Dans la chambre d'hôtel, à ROcroi, où je préparais mes bagages, ce matin, de bonne heure, avant de prendre le p'tit déjeuner ...

 

Je créais ma dernière chanson en date.

 

La serveuse de l'hôtel de la petite ville

Va d'une porte à l'autre, elle s'active, elle turbine

 

Dix heures du mat, elle entame son service, elle s'affaire

A-t-elle fait l'amour ou teint ses ch'veux la nuit dernière ?

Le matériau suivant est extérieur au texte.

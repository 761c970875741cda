//! Configuration layer: typed settings with layered precedence (file → env → CLI).

mod cli;

use std::{
    fmt,
    net::SocketAddr,
    num::NonZeroUsize,
    str::FromStr,
    time::Duration,
};

use clap::Parser;
use config::{Config, Environment, File};
use serde::Deserialize;
use thiserror::Error;
use time::{Date, macros::format_description};
use tracing::level_filters::LevelFilter;
use url::Url;

pub use cli::{CliArgs, Command, ResolveArgs, SanityOverrides, ServeArgs, ServeOverrides};

const DEFAULT_CONFIG_BASENAME: &str = "config/default";
const LOCAL_CONFIG_BASENAME: &str = "geographer";
const ENV_PREFIX: &str = "GEOGRAPHER";
const DEFAULT_HOST: &str = "127.0.0.1";
const DEFAULT_PORT: u16 = 3000;
const DEFAULT_GRACEFUL_SHUTDOWN_SECS: u64 = 30;
const DEFAULT_SANITY_DATASET: &str = "production";
const DEFAULT_SANITY_API_VERSION: &str = "2024-01-01";
const DEFAULT_SANITY_TIMEOUT_SECS: u64 = 10;
const DEFAULT_CACHE_QUERY_LIMIT: usize = 500;
const MAX_DATASET_LEN: usize = 64;

/// Fully-resolved deployment settings after precedence resolution and validation.
#[derive(Debug, Clone)]
pub struct Settings {
    pub server: ServerSettings,
    pub logging: LoggingSettings,
    pub sanity: SanitySettings,
    pub revalidate: RevalidateSettings,
    pub cache: CacheSettings,
}

#[derive(Debug, Clone)]
pub struct ServerSettings {
    pub addr: SocketAddr,
    pub graceful_shutdown: Duration,
}

#[derive(Debug, Clone)]
pub struct LoggingSettings {
    pub level: LevelFilter,
    pub format: LogFormat,
}

#[derive(Debug, Clone, Copy)]
pub enum LogFormat {
    Json,
    Compact,
}

#[derive(Clone)]
pub struct SanitySettings {
    /// Absent until configured; only the content client needs it.
    pub project_id: Option<String>,
    pub dataset: String,
    pub api_version: String,
    pub use_cdn: bool,
    pub read_token: Option<String>,
    pub perspective: Option<String>,
    pub request_timeout: Duration,
    /// Replaces both the live and CDN hosts, e.g. for a local proxy.
    pub base_url: Option<Url>,
}

impl fmt::Debug for SanitySettings {
    fn fmt(&self, f: &mut fmt::Formatter<'_>) -> fmt::Result {
        f.debug_struct("SanitySettings")
            .field("project_id", &self.project_id)
            .field("dataset", &self.dataset)
            .field("api_version", &self.api_version)
            .field("use_cdn", &self.use_cdn)
            .field("read_token", &self.read_token.as_ref().map(|_| "<redacted>"))
            .field("perspective", &self.perspective)
            .field("request_timeout", &self.request_timeout)
            .field("base_url", &self.base_url)
            .finish()
    }
}

#[derive(Clone, Default)]
pub struct RevalidateSettings {
    pub secret: Option<String>,
}

impl fmt::Debug for RevalidateSettings {
    fn fmt(&self, f: &mut fmt::Formatter<'_>) -> fmt::Result {
        f.debug_struct("RevalidateSettings")
            .field("secret", &self.secret.as_ref().map(|_| "<redacted>"))
            .finish()
    }
}

#[derive(Debug, Clone)]
pub struct CacheSettings {
    pub enabled: bool,
    pub query_limit: NonZeroUsize,
    pub tag_namespace: Option<String>,
}

#[derive(Debug, Error)]
pub enum LoadError {
    #[error("failed to build configuration: {0}")]
    Build(#[from] config::ConfigError),
    #[error("invalid configuration for `{key}`: {reason}")]
    Invalid { key: &'static str, reason: String },
}

impl LoadError {
    fn invalid(key: &'static str, reason: impl Into<String>) -> Self {
        Self::Invalid {
            key,
            reason: reason.into(),
        }
    }
}

/// Load settings using the configured precedence (file → environment → CLI).
pub fn load(cli: &CliArgs) -> Result<Settings, LoadError> {
    let mut builder = Config::builder()
        .add_source(File::with_name(DEFAULT_CONFIG_BASENAME).required(false))
        .add_source(File::with_name(LOCAL_CONFIG_BASENAME).required(false));

    if let Some(path) = cli.config_file.as_ref() {
        builder = builder.add_source(File::from(path.as_path()).required(true));
    }

    builder = builder.add_source(Environment::with_prefix(ENV_PREFIX).separator("__"));

    let mut raw: RawSettings = builder.build()?.try_deserialize()?;
    raw.apply_cli(cli);

    Settings::from_raw(raw)
}

#[derive(Debug, Clone, Deserialize, Default)]
#[serde(default)]
struct RawSettings {
    server: RawServerSettings,
    logging: RawLoggingSettings,
    sanity: RawSanitySettings,
    revalidate: RawRevalidateSettings,
    cache: RawCacheSettings,
}

impl RawSettings {
    fn apply_cli(&mut self, cli: &CliArgs) {
        self.apply_sanity_overrides(&cli.sanity);
        if let Some(secret) = cli.revalidate_secret.as_ref() {
            self.revalidate.secret = Some(secret.clone());
        }
        match cli.command.as_ref() {
            Some(Command::Serve(args)) => self.apply_serve_overrides(&args.overrides),
            Some(Command::Resolve(_)) | None => {}
        }
    }

    fn apply_sanity_overrides(&mut self, overrides: &SanityOverrides) {
        if let Some(project_id) = overrides.project_id.as_ref() {
            self.sanity.project_id = Some(project_id.clone());
        }
        if let Some(dataset) = overrides.dataset.as_ref() {
            self.sanity.dataset = Some(dataset.clone());
        }
        if let Some(version) = overrides.api_version.as_ref() {
            self.sanity.api_version = Some(version.clone());
        }
        if let Some(token) = overrides.read_token.as_ref() {
            self.sanity.read_token = Some(token.clone());
        }
        if let Some(use_cdn) = overrides.use_cdn {
            self.sanity.use_cdn = Some(use_cdn);
        }
    }

    fn apply_serve_overrides(&mut self, overrides: &ServeOverrides) {
        if let Some(host) = overrides.server_host.as_ref() {
            self.server.host = Some(host.clone());
        }
        if let Some(port) = overrides.server_port {
            self.server.port = Some(port);
        }
        if let Some(seconds) = overrides.server_graceful_shutdown_seconds {
            self.server.graceful_shutdown_seconds = Some(seconds);
        }
        if let Some(level) = overrides.log_level.as_ref() {
            self.logging.level = Some(level.clone());
        }
        if let Some(json) = overrides.log_json {
            self.logging.json = Some(json);
        }
        if let Some(enabled) = overrides.cache_enabled {
            self.cache.enabled = Some(enabled);
        }
        if let Some(limit) = overrides.cache_query_limit {
            self.cache.query_limit = Some(limit);
        }
    }
}

impl Settings {
    fn from_raw(raw: RawSettings) -> Result<Self, LoadError> {
        let RawSettings {
            server,
            logging,
            sanity,
            revalidate,
            cache,
        } = raw;

        Ok(Self {
            server: build_server_settings(server)?,
            logging: build_logging_settings(logging)?,
            sanity: build_sanity_settings(sanity)?,
            revalidate: build_revalidate_settings(revalidate),
            cache: build_cache_settings(cache)?,
        })
    }
}

fn build_server_settings(server: RawServerSettings) -> Result<ServerSettings, LoadError> {
    let host = server.host.unwrap_or_else(|| DEFAULT_HOST.to_string());

    let port = server.port.unwrap_or(DEFAULT_PORT);
    if port == 0 {
        return Err(LoadError::invalid(
            "server.port",
            "port must be greater than zero",
        ));
    }

    let addr = parse_socket_addr(&host, port)
        .map_err(|reason| LoadError::invalid("server.addr", reason))?;

    let graceful_secs = server
        .graceful_shutdown_seconds
        .unwrap_or(DEFAULT_GRACEFUL_SHUTDOWN_SECS);
    if graceful_secs == 0 {
        return Err(LoadError::invalid(
            "server.graceful_shutdown_seconds",
            "must be greater than zero",
        ));
    }

    Ok(ServerSettings {
        addr,
        graceful_shutdown: Duration::from_secs(graceful_secs),
    })
}

fn build_logging_settings(logging: RawLoggingSettings) -> Result<LoggingSettings, LoadError> {
    let level = match logging.level {
        Some(level) => LevelFilter::from_str(level.as_str()).map_err(|err| {
            LoadError::invalid("logging.level", format!("failed to parse: {err}"))
        })?,
        None => LevelFilter::INFO,
    };

    let format = if logging.json.unwrap_or(false) {
        LogFormat::Json
    } else {
        LogFormat::Compact
    };

    Ok(LoggingSettings { level, format })
}

fn build_sanity_settings(sanity: RawSanitySettings) -> Result<SanitySettings, LoadError> {
    let project_id = non_blank(sanity.project_id);
    if project_id
        .as_deref()
        .is_some_and(|id| !id.chars().all(|ch| ch.is_ascii_alphanumeric()))
    {
        return Err(LoadError::invalid(
            "sanity.project_id",
            "must contain only ASCII letters and digits",
        ));
    }

    let dataset = non_blank(sanity.dataset).unwrap_or_else(|| DEFAULT_SANITY_DATASET.to_string());
    if dataset.len() > MAX_DATASET_LEN
        || !dataset
            .chars()
            .all(|ch| ch.is_ascii_lowercase() || ch.is_ascii_digit() || ch == '_' || ch == '-')
    {
        return Err(LoadError::invalid(
            "sanity.dataset",
            "must be at most 64 characters of a-z, 0-9, `_` or `-`",
        ));
    }

    let api_version =
        non_blank(sanity.api_version).unwrap_or_else(|| DEFAULT_SANITY_API_VERSION.to_string());
    validate_api_version(&api_version)
        .map_err(|reason| LoadError::invalid("sanity.api_version", reason))?;

    let read_token = non_blank(sanity.read_token);
    let perspective = non_blank(sanity.perspective);
    if let Some(perspective) = perspective.as_deref() {
        match perspective {
            "published" | "raw" => {}
            "drafts" | "previewDrafts" if read_token.is_some() => {}
            "drafts" | "previewDrafts" => {
                return Err(LoadError::invalid(
                    "sanity.perspective",
                    "draft perspectives require a read token",
                ));
            }
            other => {
                return Err(LoadError::invalid(
                    "sanity.perspective",
                    format!("unknown perspective `{other}`"),
                ));
            }
        }
    }

    let timeout_secs = sanity
        .request_timeout_seconds
        .unwrap_or(DEFAULT_SANITY_TIMEOUT_SECS);
    if timeout_secs == 0 {
        return Err(LoadError::invalid(
            "sanity.request_timeout_seconds",
            "must be greater than zero",
        ));
    }

    let base_url = match non_blank(sanity.base_url) {
        Some(raw) => {
            let url = Url::parse(&raw)
                .map_err(|err| LoadError::invalid("sanity.base_url", err.to_string()))?;
            if !matches!(url.scheme(), "http" | "https") {
                return Err(LoadError::invalid(
                    "sanity.base_url",
                    "scheme must be http or https",
                ));
            }
            Some(url)
        }
        None => None,
    };

    Ok(SanitySettings {
        project_id,
        dataset,
        api_version,
        use_cdn: sanity.use_cdn.unwrap_or(true),
        read_token,
        perspective,
        request_timeout: Duration::from_secs(timeout_secs),
        base_url,
    })
}

fn build_revalidate_settings(revalidate: RawRevalidateSettings) -> RevalidateSettings {
    RevalidateSettings {
        secret: non_blank(revalidate.secret),
    }
}

fn build_cache_settings(cache: RawCacheSettings) -> Result<CacheSettings, LoadError> {
    let limit = cache.query_limit.unwrap_or(DEFAULT_CACHE_QUERY_LIMIT);
    let query_limit = NonZeroUsize::new(limit)
        .ok_or_else(|| LoadError::invalid("cache.query_limit", "must be greater than zero"))?;

    Ok(CacheSettings {
        enabled: cache.enabled.unwrap_or(true),
        query_limit,
        tag_namespace: non_blank(cache.tag_namespace),
    })
}

#[derive(Debug, Clone, Deserialize, Default)]
#[serde(default)]
struct RawServerSettings {
    host: Option<String>,
    port: Option<u16>,
    graceful_shutdown_seconds: Option<u64>,
}

#[derive(Debug, Clone, Deserialize, Default)]
#[serde(default)]
struct RawLoggingSettings {
    level: Option<String>,
    json: Option<bool>,
}

#[derive(Debug, Clone, Deserialize, Default)]
#[serde(default)]
struct RawSanitySettings {
    project_id: Option<String>,
    dataset: Option<String>,
    api_version: Option<String>,
    use_cdn: Option<bool>,
    read_token: Option<String>,
    perspective: Option<String>,
    request_timeout_seconds: Option<u64>,
    base_url: Option<String>,
}

#[derive(Debug, Clone, Deserialize, Default)]
#[serde(default)]
struct RawRevalidateSettings {
    secret: Option<String>,
}

#[derive(Debug, Clone, Deserialize, Default)]
#[serde(default)]
struct RawCacheSettings {
    enabled: Option<bool>,
    query_limit: Option<usize>,
    tag_namespace: Option<String>,
}

fn parse_socket_addr(host: &str, port: u16) -> Result<SocketAddr, String> {
    let candidate = format!("{host}:{port}");
    candidate
        .parse()
        .map_err(|err| format!("invalid address `{candidate}`: {err}"))
}

fn non_blank(value: Option<String>) -> Option<String> {
    value.and_then(|value| {
        let trimmed = value.trim();
        (!trimmed.is_empty()).then(|| trimmed.to_string())
    })
}

/// Accepts `YYYY-MM-DD` with an optional `v` prefix, plus the legacy `1` and
/// the experimental `X`.
fn validate_api_version(version: &str) -> Result<(), String> {
    let bare = version.strip_prefix('v').unwrap_or(version);
    if bare == "1" || bare == "X" {
        return Ok(());
    }
    Date::parse(bare, format_description!("[year]-[month]-[day]"))
        .map(|_| ())
        .map_err(|err| format!("`{version}` is not a dated API version: {err}"))
}

/// Resolve configuration using the supplied CLI arguments, returning both for downstream use.
pub fn load_with_cli() -> Result<(CliArgs, Settings), LoadError> {
    let args = CliArgs::parse();
    let settings = load(&args)?;
    Ok((args, settings))
}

Au plafond, cinq lustres anciens créent leur ambiance

Sur les murs, des animaux empaillés donnent le change

 

La serveuse de l'hôtel de la petite ville

Va d'une porte à l'autre, elle s'active, elle turbine

 

Dans la pièce voisine, on rit, on braille, on baratine

Une grande télé rediffuse un magazine

Elle rassemble des bouteilles de vin dans un panier

Elle passe un coup d'loque sur une table à l'entrée

 

La serveuse de l'hôtel de la petite ville

Va d'une porte à l'autre, elle s'active, elle turbine

 

Coup d'feu ou non, quand elle part dans son mouv'ment

Faut viser juste pour obtenir un renseign'ment

Ou une carafe d'eau pour accompagner l'repas

Les aut's clients ont quand même plus de chance ... que moi

 

La serveuse de l'hôtel de la petite ville

Va d'une porte à l'autre, elle s'active, elle turbine

 

J'ai eu l'occasion de l'observer un peu, sur deux jours, cette jeune serveuse ... blonde.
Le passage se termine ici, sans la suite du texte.